[Saved data entries]
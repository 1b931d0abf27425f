use std::collections::BTreeMap;

use bytes::Bytes;

use crate::{PortRef, Shape};

/// Scalar or list attribute attached to a layer.
#[derive(Clone, Debug, PartialEq, Eq)]
pub enum AttrValue {
    Int(i64),
    Ints(Vec<i64>),
}

impl AttrValue {
    pub fn as_int(&self) -> Option<i64> {
        match self {
            AttrValue::Int(v) => Some(*v),
            AttrValue::Ints(_) => None,
        }
    }

    pub fn as_ints(&self) -> Option<&[i64]> {
        match self {
            AttrValue::Int(_) => None,
            AttrValue::Ints(v) => Some(v),
        }
    }
}

impl From<i64> for AttrValue {
    fn from(v: i64) -> Self {
        AttrValue::Int(v)
    }
}

impl From<Vec<i64>> for AttrValue {
    fn from(v: Vec<i64>) -> Self {
        AttrValue::Ints(v)
    }
}

/// A named constant buffer attached to a layer (weights, biases).
#[derive(Clone, Debug, PartialEq)]
pub struct Blob {
    pub shape: Shape,
    pub data: Bytes,
}

impl Blob {
    pub fn new(shape: impl Into<Shape>, data: Bytes) -> Self {
        Self {
            shape: shape.into(),
            data,
        }
    }
}

/// A named computational node. Connectivity is expressed through
/// `inputs`: each entry names the producing layer output port.
#[derive(Clone, Debug)]
pub struct Layer {
    pub name: String,
    pub kind: String,
    pub attrs: BTreeMap<String, AttrValue>,
    pub inputs: Vec<PortRef>,
    pub blobs: BTreeMap<String, Blob>,
}

impl Layer {
    pub fn new(name: impl Into<String>, kind: impl Into<String>) -> Self {
        Self {
            name: name.into(),
            kind: kind.into(),
            attrs: BTreeMap::new(),
            inputs: Vec::new(),
            blobs: BTreeMap::new(),
        }
    }

    pub fn int_attr(&self, key: &str) -> Option<i64> {
        self.attrs.get(key).and_then(AttrValue::as_int)
    }

    pub fn ints_attr(&self, key: &str) -> Option<&[i64]> {
        self.attrs.get(key).and_then(AttrValue::as_ints)
    }
}
//! Programmatic topology construction. The builder assembles layers
//! and declared outputs, then runs shape inference to produce a live
//! [`NetworkDescriptor`]. Also the fixture generator for tests: build,
//! serialize, reload.

use std::collections::{BTreeMap, HashMap};
use std::sync::Arc;

use netdesc_core::{
    AttrValue, Blob, Layer, LoadError, NetworkDescriptor, PortRef, Shape,
};

use crate::ReferenceEngine;

/// Fluent wrapper over [`Layer`] for builder use.
pub struct LayerSpec {
    inner: Layer,
}

impl LayerSpec {
    pub fn new(name: impl Into<String>, kind: impl Into<String>) -> Self {
        Self {
            inner: Layer::new(name, kind),
        }
    }

    pub fn attr(mut self, key: impl Into<String>, value: impl Into<AttrValue>) -> Self {
        self.inner.attrs.insert(key.into(), value.into());
        self
    }

    /// Connect to the given producer's port 0.
    pub fn from(self, layer: impl Into<String>) -> Self {
        self.from_port(layer, 0)
    }

    pub fn from_port(mut self, layer: impl Into<String>, port: usize) -> Self {
        self.inner.inputs.push(PortRef::new(layer, port));
        self
    }

    pub fn blob(mut self, name: impl Into<String>, blob: Blob) -> Self {
        self.inner.blobs.insert(name.into(), blob);
        self
    }
}

#[derive(Default)]
pub struct NetworkBuilder {
    name: String,
    layers: BTreeMap<String, Layer>,
    outputs: Vec<PortRef>,
}

impl NetworkBuilder {
    pub fn new(name: impl Into<String>) -> Self {
        Self {
            name: name.into(),
            ..Self::default()
        }
    }

    /// Declare one network input with its initial shape.
    pub fn parameter(self, name: &str, shape: impl Into<Shape>) -> Self {
        let shape = shape.into();
        let dims: Vec<i64> = shape.dims().iter().map(|&d| d as i64).collect();
        self.layer(LayerSpec::new(name, "Parameter").attr("shape", dims))
    }

    pub fn layer(mut self, spec: LayerSpec) -> Self {
        self.layers.insert(spec.inner.name.clone(), spec.inner);
        self
    }

    /// Declare a network output at the named layer's port 0.
    pub fn output(mut self, layer: &str) -> Self {
        self.outputs.push(PortRef::new(layer, 0));
        self
    }

    /// Resolve shapes and produce a live descriptor backed by the
    /// reference engine.
    pub fn build(self) -> Result<NetworkDescriptor, LoadError> {
        let input_shapes = parameter_shapes(&self.layers)?;
        NetworkDescriptor::from_parts(
            self.name,
            self.layers,
            input_shapes,
            &self.outputs,
            Arc::new(ReferenceEngine),
        )
    }
}

/// Collect the stored shape of every Parameter layer.
pub(crate) fn parameter_shapes(
    layers: &BTreeMap<String, Layer>,
) -> Result<HashMap<String, Shape>, LoadError> {
    let mut shapes = HashMap::new();
    for layer in layers.values() {
        if layer.kind != "Parameter" {
            continue;
        }
        let dims = layer.ints_attr("shape").ok_or_else(|| {
            LoadError::MalformedTopology(format!(
                "input layer {:?} carries no shape attribute",
                layer.name
            ))
        })?;
        if dims.is_empty() || dims.iter().any(|&d| d < 1) {
            return Err(LoadError::MalformedTopology(format!(
                "input layer {:?} has invalid shape {dims:?}",
                layer.name
            )));
        }
        let shape = Shape::from(dims.iter().map(|&d| d as usize).collect::<Vec<_>>());
        shapes.insert(layer.name.clone(), shape);
    }
    Ok(shapes)
}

• **EXERCISE PROMPT**:
An exact copy of the data, with every line intact, is the required answer.

• **WRITTEN RESPONSE**:
repository 1b931d0abf27425f
use std::collections::BTreeMap;

use bytes::Bytes;

use crate::{PortRef, Shape};

/// Scalar or list attribute attached to a layer.
#[derive(Clone, Debug, PartialEq, Eq)]
pub enum AttrValue {
    Int(i64),
    Ints(Vec<i64>),
}

impl AttrValue {
    pub fn as_int(&self) -> Option<i64> {
        match self {
            AttrValue::Int(v) => Some(*v),
            AttrValue::Ints(_) => None,
        }
    }

    pub fn as_ints(&self) -> Option<&[i64]> {
        match self {
            AttrValue::Int(_) => None,
            AttrValue::Ints(v) => Some(v),
        }
    }
}

impl From<i64> for AttrValue {
    fn from(v: i64) -> Self {
        AttrValue::Int(v)
    }
}

impl From<Vec<i64>> for AttrValue {
    fn from(v: Vec<i64>) -> Self {
        AttrValue::Ints(v)
    }
}

/// A named constant buffer attached to a layer (weights, biases).
#[derive(Clone, Debug, PartialEq)]
pub struct Blob {
    pub shape: Shape,
    pub data: Bytes,
}

impl Blob {
    pub fn new(shape: impl Into<Shape>, data: Bytes) -> Self {
        Self {
            shape: shape.into(),
            data,
        }
    }
}

/// A named computational node. Connectivity is expressed through
/// `inputs`: each entry names the producing layer output port.
#[derive(Clone, Debug)]
pub struct Layer {
    pub name: String,
    pub kind: String,
    pub attrs: BTreeMap<String, AttrValue>,
    pub inputs: Vec<PortRef>,
    pub blobs: BTreeMap<String, Blob>,
}

impl Layer {
    pub fn new(name: impl Into<String>, kind: impl Into<String>) -> Self {
        Self {
            name: name.into(),
            kind: kind.into(),
            attrs: BTreeMap::new(),
            inputs: Vec::new(),
            blobs: BTreeMap::new(),
        }
    }

    pub fn int_attr(&self, key: &str) -> Option<i64> {
        self.attrs.get(key).and_then(AttrValue::as_int)
    }

    pub fn ints_attr(&self, key: &str) -> Option<&[i64]> {
        self.attrs.get(key).and_then(AttrValue::as_ints)
    }
}
//! Programmatic topology construction. The builder assembles layers
//! and declared outputs, then runs shape inference to produce a live
//! [`NetworkDescriptor`]. Also the fixture generator for tests: build,
//! serialize, reload.

use std::collections::{BTreeMap, HashMap};
use std::sync::Arc;

use netdesc_core::{
    AttrValue, Blob, Layer, LoadError, NetworkDescriptor, PortRef, Shape,
};

use crate::ReferenceEngine;

/// Fluent wrapper over [`Layer`] for builder use.
pub struct LayerSpec {
    inner: Layer,
}

impl LayerSpec {
    pub fn new(name: impl Into<String>, kind: impl Into<String>) -> Self {
        Self {
            inner: Layer::new(name, kind),
        }
    }

    pub fn attr(mut self, key: impl Into<String>, value: impl Into<AttrValue>) -> Self {
        self.inner.attrs.insert(key.into(), value.into());
        self
    }

    /// Connect to the given producer's port 0.
    pub fn from(self, layer: impl Into<String>) -> Self {
        self.from_port(layer, 0)
    }

    pub fn from_port(mut self, layer: impl Into<String>, port: usize) -> Self {
        self.inner.inputs.push(PortRef::new(layer, port));
        self
    }

    pub fn blob(mut self, name: impl Into<String>, blob: Blob) -> Self {
        self.inner.blobs.insert(name.into(), blob);
        self
    }
}

#[derive(Default)]
pub struct NetworkBuilder {
    name: String,
    layers: BTreeMap<String, Layer>,
    outputs: Vec<PortRef>,
}

impl NetworkBuilder {
    pub fn new(name: impl Into<String>) -> Self {
        Self {
            name: name.into(),
            ..Self::default()
        }
    }

    /// Declare one network input with its initial shape.
    pub fn parameter(self, name: &str, shape: impl Into<Shape>) -> Self {
        let shape = shape.into();
        let dims: Vec<i64> = shape.dims().iter().map(|&d| d as i64).collect();
        self.layer(LayerSpec::new(name, "Parameter").attr("shape", dims))
    }

    pub fn layer(mut self, spec: LayerSpec) -> Self {
        self.layers.insert(spec.inner.name.clone(), spec.inner);
        self
    }

    /// Declare a network output at the named layer's port 0.
    pub fn output(mut self, layer: &str) -> Self {
        self.outputs.push(PortRef::new(layer, 0));
        self
    }

    /// Resolve shapes and produce a live descriptor backed by the
    /// reference engine.
    pub fn build(self) -> Result<NetworkDescriptor, LoadError> {
        let input_shapes = parameter_shapes(&self.layers)?;
        NetworkDescriptor::from_parts(
            self.name,
            self.layers,
            input_shapes,
            &self.outputs,
            Arc::new(ReferenceEngine),
        )
    }
}

/// Collect the stored shape of every Parameter layer.
pub(crate) fn parameter_shapes(
    layers: &BTreeMap<String, Layer>,
) -> Result<HashMap<String, Shape>, LoadError> {
    let mut shapes = HashMap::new();
    for layer in layers.values() {
        if layer.kind != "Parameter" {
            continue;
        }
        let dims = layer.ints_attr("shape").ok_or_else(|| {
            LoadError::MalformedTopology(format!(
                "input layer {:?} carries no shape attribute",
                layer.name
            ))
        })?;
        if dims.is_empty() || dims.iter().any(|&d| d < 1) {
            return Err(LoadError::MalformedTopology(format!(
                "input layer {:?} has invalid shape {dims:?}",
                layer.name
            )));
        }
        let shape = Shape::from(dims.iter().map(|&d| d as usize).collect::<Vec<_>>());
        shapes.insert(layer.name.clone(), shape);
    }
    Ok(shapes)
}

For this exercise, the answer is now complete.